A plaintiff who attempts to drive over a highway grade-crossing in the face of a swiftly-approaching train, of which he had an uninterrupted view for eight or nine hundred feet in ample time to have stopped his slowly-moving automobile, is guilty of contributory negligence; and the refusal of the trial court, under such circumstances, to set aside a verdict in his favor, is error.
Argued March 6th, 1923
Decided April 4th, 1923.
ACTION to recover damages for negligently colliding with and demolishing the plaintiff's automobile at a highway grade-crossing, brought to the Court of Common Pleas in Hartford County and tried to the jury before Malloy, J.; verdict and judgment for the plaintiff for $700, and appeal by the defendant. Error and new trial ordered.
James W. Carpenter, with whom, on the brief, was Harry M. French, for the appellant (defendant).
William F. Mangan, with whom, on the brief, was Bernard F. Gaffney, for the appellee (plaintiff).
The appeal is based upon the denial of the defendant's motion to set aside the verdict and grant a new trial. The defendant's trolley-car ran into plaintiff's automobile when it was crossing a grade-crossing in Berlin. The sole question upon the appeal is as to the contributory negligence of the plaintiff.

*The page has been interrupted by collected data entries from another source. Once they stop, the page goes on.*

//! Process key provisioning.
//!
//! The key is established exactly once at startup from an optional
//! base64-encoded configuration value and never changes for the life of
//! the process. Provisioning never fails a previously-working deployment:
//! bad or missing key material degrades to a documented insecure fallback
//! instead of refusing to start, and the degraded mode is reported as an
//! inspectable [`KeySource`] the embedding application can alarm on.

use base64::engine::general_purpose::STANDARD;
use base64::Engine;
use sha2::{Digest, Sha256};
use zeroize::{Zeroize, ZeroizeOnDrop};

use crate::error::{MindvaultError, Result};

/// Length of the symmetric key in bytes (256-bit AES key).
pub const KEY_LENGTH: usize = 32;

/// The process-wide AES-256-GCM key.
///
/// This type ensures that key material is securely zeroized from memory
/// when dropped, reducing the window of exposure.
#[derive(Clone, ZeroizeOnDrop)]
pub struct MasterKey {
    /// The raw key bytes (zeroized on drop)
    key: [u8; KEY_LENGTH],
}

impl MasterKey {
    pub(crate) fn from_bytes(bytes: [u8; KEY_LENGTH]) -> Self {
        Self { key: bytes }
    }

    /// Get a reference to the raw key bytes.
    ///
    /// # Security
    ///
    /// Avoid storing or logging this value. Use only for immediate cipher
    /// construction.
    pub fn as_bytes(&self) -> &[u8; KEY_LENGTH] {
        &self.key
    }
}

impl std::fmt::Debug for MasterKey {
    fn fmt(&self, f: &mut std::fmt::Formatter<'_>) -> std::fmt::Result {
        f.debug_struct("MasterKey")
            .field("key", &"[REDACTED]")
            .finish()
    }
}

/// Where the process key came from.
///
/// `Derived` and `Ephemeral` are degraded configurations. They keep the
/// process running, but the embedding application should surface them
/// loudly: a derived key has far less entropy than a random one, and an
/// ephemeral key makes every sealed record unreadable after restart.
#[derive(Debug, Clone, Copy, PartialEq, Eq)]
pub enum KeySource {
    /// A configured value decoded to exactly 32 bytes and is used as-is.
    Configured,
    /// A configured value was present but did not decode to exactly
    /// 32 bytes; the key is the SHA-256 digest of the configured string.
    Derived,
    /// Nothing was configured; the key is random and held only in process
    /// memory. Restart permanently orphans everything sealed under it.
    Ephemeral,
}

impl KeySource {
    /// Whether this source is one of the insecure fallbacks.
    pub fn is_degraded(&self) -> bool {
        !matches!(self, KeySource::Configured)
    }

    /// Startup warning for degraded sources, `None` when properly
    /// configured.
    pub fn warning(&self) -> Option<&'static str> {
        match self {
            KeySource::Configured => None,
            KeySource::Derived => Some(
                "configured key is not 32 bytes of base64; using a key derived \
                 from it (DO NOT USE IN PROD)",
            ),
            KeySource::Ephemeral => Some(
                "no key configured; using an ephemeral key, entries will be \
                 unreadable after restart (DO NOT USE IN PROD)",
            ),
        }
    }
}

/// Establish the process key from an optional configured value.
///
/// Policy, in order:
/// 1. Value decodes (standard base64) to exactly 32 bytes: used directly.
/// 2. Value present but malformed or the wrong length: the key is
///    `SHA-256(configured string bytes)`. Deterministic, so a deployment
///    that has always run this way keeps decrypting its data.
/// 3. No value (or blank): 32 random bytes from the OS CSPRNG.
///
/// Never truncates or pads the configured material, and never fails
/// startup over key configuration; the only error is the OS refusing to
/// provide randomness.
pub fn provision_key(configured: Option<&str>) -> Result<(MasterKey, KeySource)> {
    let configured = configured.map(str::trim).filter(|value| !value.is_empty());

    let Some(value) = configured else {
        let mut key = [0u8; KEY_LENGTH];
        getrandom::getrandom(&mut key)
            .map_err(|e| MindvaultError::Crypto(format!("OS randomness unavailable: {}", e)))?;
        return Ok((MasterKey::from_bytes(key), KeySource::Ephemeral));
    };

    if let Ok(mut decoded) = STANDARD.decode(value) {
        if decoded.len() == KEY_LENGTH {
            let mut key = [0u8; KEY_LENGTH];
            key.copy_from_slice(&decoded);
            decoded.zeroize();
            return Ok((MasterKey::from_bytes(key), KeySource::Configured));
        }
        decoded.zeroize();
    }

    // Hash the configured string itself, not a partial decode, so the
    // fallback is stable across base64 quirks in the source material.
    let digest = Sha256::digest(value.as_bytes());
    let mut key = [0u8; KEY_LENGTH];
    key.copy_from_slice(&digest);
    Ok((MasterKey::from_bytes(key), KeySource::Derived))
}
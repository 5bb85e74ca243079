use bcrypt::{hash, verify, DEFAULT_COST};
use tracing::warn;

use sg_core::errors::DomainError;
use sg_core::services::PasswordHasher;

/// bcrypt implementation of PasswordHasher
#[derive(Debug, Clone, Copy)]
pub struct BcryptPasswordHasher {
    cost: u32,
}

impl Default for BcryptPasswordHasher {
    fn default() -> Self {
        Self { cost: DEFAULT_COST }
    }
}

impl BcryptPasswordHasher {
    pub fn new() -> Self {
        Self::default()
    }

    /// Use a non-default work factor (4..=31)
    pub fn with_cost(cost: u32) -> Self {
        Self { cost }
    }

    pub fn cost(&self) -> u32 {
        self.cost
    }
}

impl PasswordHasher for BcryptPasswordHasher {
    fn hash(&self, password: &str) -> Result<String, DomainError> {
        hash(password, self.cost)
            .map_err(|e| DomainError::internal(format!("Failed to hash password: {}", e)))
    }

    fn verify(&self, password: &str, hashed: &str) -> Result<bool, DomainError> {
        match verify(password, hashed) {
            Ok(matches) => Ok(matches),
            Err(e) => {
                // A stored value that is not a bcrypt hash never matches
                warn!("Stored password hash could not be verified: {}", e);
                Ok(false)
            }
        }
    }
}
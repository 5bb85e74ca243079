//! Authorization gate
//!
//! Inspects the access token of every protected request, consults the
//! revocation list, rotates the access token through a refresh token when
//! needed, and binds the request to an active user.

#[allow(clippy::module_inception)]
mod gate;
mod outcome;


pub use gate::AuthorizationGate;
pub use outcome::{GateRejection, GateRequest};
//! Domain-specific error types and error handling.

mod types;

#[cfg(test)]
mod tests;

pub use types::{AuthError, TokenError};

use thiserror::Error;

/// Core domain errors (general purpose)
#[derive(Error, Debug)]
pub enum DomainError {
    #[error("Validation error: {message}")]
    Validation { message: String },

    #[error("Resource not found: {resource}")]
    NotFound { resource: String },

    /// A storage backend (database, cache) failed
    #[error("Store error: {message}")]
    Store { message: String },

    #[error("Internal error: {message}")]
    Internal { message: String },

    // Bridge to specific error types
    #[error(transparent)]
    Auth(#[from] AuthError),

    #[error(transparent)]
    Token(#[from] TokenError),
}

impl DomainError {
    /// Shorthand for a storage failure
    pub fn store(message: impl Into<String>) -> Self {
        DomainError::Store {
            message: message.into(),
        }
    }

    /// Shorthand for an internal failure
    pub fn internal(message: impl Into<String>) -> Self {
        DomainError::Internal {
            message: message.into(),
        }
    }
}

pub type DomainResult<T> = Result<T, DomainError>;
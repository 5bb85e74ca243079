//! Domain layer containing business entities and value objects.

pub mod entities;
pub mod value_objects;

// Re-export commonly used domain types
pub use entities::{
    AccessClaims, NewUser, ProfileUpdate, RefreshClaims, RevocationEntry, TokenPair, User,
    UserProfile, UserStatus, REFRESH_TOKEN_MARKER,
};
pub use value_objects::{AuthorizedSession, LoginOutcome};
//! Tests for the user service
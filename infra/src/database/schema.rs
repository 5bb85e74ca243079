//! Table definitions, created at startup when `DATABASE_ENSURE_SCHEMA` is on

use sqlx::MySqlPool;
use tracing::info;

use crate::InfrastructureError;

const CREATE_USERS: &str = r#"
    CREATE TABLE IF NOT EXISTS users (
        id CHAR(36) NOT NULL PRIMARY KEY,
        email VARCHAR(255) NOT NULL,
        username VARCHAR(64) NOT NULL,
        first_name VARCHAR(100) NOT NULL,
        last_name VARCHAR(100) NOT NULL,
        phone VARCHAR(32) NOT NULL,
        image VARCHAR(512) NULL,
        status VARCHAR(16) NOT NULL DEFAULT 'active',
        password_hash VARCHAR(255) NOT NULL,
        created_at DATETIME NOT NULL,
        updated_at DATETIME NOT NULL,
        UNIQUE KEY uq_users_email (email),
        UNIQUE KEY uq_users_username (username),
        UNIQUE KEY uq_users_phone (phone)
    )
"#;

const CREATE_REVOKED_TOKENS: &str = r#"
    CREATE TABLE IF NOT EXISTS revoked_tokens (
        token_hash CHAR(64) NOT NULL PRIMARY KEY,
        owner_email VARCHAR(255) NOT NULL,
        revoked_at DATETIME NOT NULL,
        expires_at DATETIME NULL,
        INDEX idx_revoked_tokens_expires_at (expires_at)
    )
"#;

/// Create the tables this service needs if they are missing
pub async fn ensure_schema(pool: &MySqlPool) -> Result<(), InfrastructureError> {
    for statement in [CREATE_USERS, CREATE_REVOKED_TOKENS] {
        sqlx::query(statement).execute(pool).await?;
    }
    info!("Database schema verified");
    Ok(())
}
//! Periodic purge of revocation entries whose token has expired on its own
//!
//! A revoked token stops mattering once its natural expiry has passed: the
//! gate would refuse it anyway. Entries are kept for a grace period past
//! that point and then deleted.

use std::sync::Arc;

use chrono::{Duration, Utc};
use tracing::{error, info, warn};

use sg_shared::config::CleanupConfig;

use crate::errors::DomainError;
use crate::repositories::RevocationStore;

/// Service for cleaning up stale revocation entries
pub struct RevocationCleanupService<S: RevocationStore + ?Sized + 'static> {
    store: Arc<S>,
    config: CleanupConfig,
}

impl<S: RevocationStore + ?Sized + 'static> RevocationCleanupService<S> {
    pub fn new(store: Arc<S>, config: CleanupConfig) -> Self {
        Self { store, config }
    }

    /// Run a single cleanup cycle
    pub async fn run_cleanup(&self) -> Result<CleanupResult, DomainError> {
        if !self.config.enabled {
            return Ok(CleanupResult::default());
        }

        let cutoff = Utc::now() - Duration::seconds(self.config.grace_period_seconds);
        let entries_purged = self.store.purge_expired(cutoff).await?;

        info!(entries_purged, %cutoff, "Revocation cleanup completed");

        Ok(CleanupResult { entries_purged })
    }

    /// Start the cleanup service as a background task
    ///
    /// Returns `None` when cleanup is disabled.
    pub fn start_background_task(self: Arc<Self>) -> Option<tokio::task::JoinHandle<()>> {
        if !self.config.enabled {
            warn!("Revocation cleanup service is disabled");
            return None;
        }

        let interval = std::time::Duration::from_secs(self.config.interval_seconds.max(1));

        Some(tokio::spawn(async move {
            info!(
                "Revocation cleanup service started - will run every {} seconds",
                self.config.interval_seconds
            );

            let mut interval_timer = tokio::time::interval(interval);

            loop {
                interval_timer.tick().await;

                if let Err(e) = self.run_cleanup().await {
                    error!("Revocation cleanup cycle failed: {}", e);
                }
            }
        }))
    }
}

/// Result of a cleanup operation
#[derive(Debug, Default, Clone, PartialEq, Eq)]
pub struct CleanupResult {
    /// Number of revocation entries deleted
    pub entries_purged: usize,
}
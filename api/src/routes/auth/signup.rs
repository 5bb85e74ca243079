use actix_web::{http::StatusCode, web, HttpResponse};
use validator::Validate;

use sg_core::{RevocationStore, UserDirectory};

use crate::app::AppState;
use crate::dto::auth::{validation_messages, SignupRequest};
use crate::handlers::{envelope, error_envelope, handle_domain_error};

/// Handler for POST /api/v1/auth/signup
///
/// Creates an active account. Email, username and phone must be unused.
///
/// ## Success (201 Created)
/// ```json
/// { "message": "signup successful", "data": null, "errors": [], "status": "Created" }
/// ```
///
/// ## Errors
/// - 400 Bad Request: validation failure, or `"<field>: already in use"`
/// - 500 Internal Server Error
pub async fn signup<R, U>(
    state: web::Data<AppState<R, U>>,
    request: web::Json<SignupRequest>,
) -> HttpResponse
where
    R: RevocationStore + ?Sized + 'static,
    U: UserDirectory + ?Sized + 'static,
{
    let request = request.into_inner();
    if let Err(errors) = request.validate() {
        return error_envelope(StatusCode::BAD_REQUEST, "", validation_messages(&errors));
    }

    match state.sessions.signup(request.into()).await {
        Ok(_) => envelope::<()>(StatusCode::CREATED, "signup successful", None),
        Err(error) => handle_domain_error(&error),
    }
}
//! Mapping of domain outcomes onto the JSON response envelope

pub mod error;
pub mod response;

pub use error::{handle_domain_error, handle_rejection};
pub use response::{envelope, error_envelope, respond};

The plaintiff offered evidence to prove that he stopped his automobile in the highway at a point about fifteen feet south of defendant's main track, and looked in either direction up and down defendant's track and neither saw nor heard defendant's car approaching from the east, and that when his automobile was upon the track he saw for the first time the approaching car, one hundred and fifty feet distant, and traveling upward of thirty-five miles an hour and too late to avoid the collision. He further offered the evidence of himself and two witnesses that at the point where he stopped and looked, a car approaching from the east could have been seen for not to exceed two hundred to four hundred feet.
The defendant offered evidence of the physical facts surrounding the situation, from which it must be found that the plaintiff at the point where he claims to have stopped could have seen the approaching car for a distance of eight hundred feet, and that his view as he neared the track increased to nine hundred feet.
It follows that the plaintiff and his witness were either mistaken as to the point where they looked, or failed to look within the distance of about fifteen feet from this main track. Not to have looked within this distance was clearly negligence. Had he looked and seen the approaching car he could, at the speed at which he was going — two miles an hour — have stopped his car and avoided the accident.
To hold, as did the trial court, that there was a conflict in the evidence as to the distance the plaintiff could have seen the approaching car, is to disregard the physical facts which mark the line of vision and concerning which reasoning minds could not reasonably differ.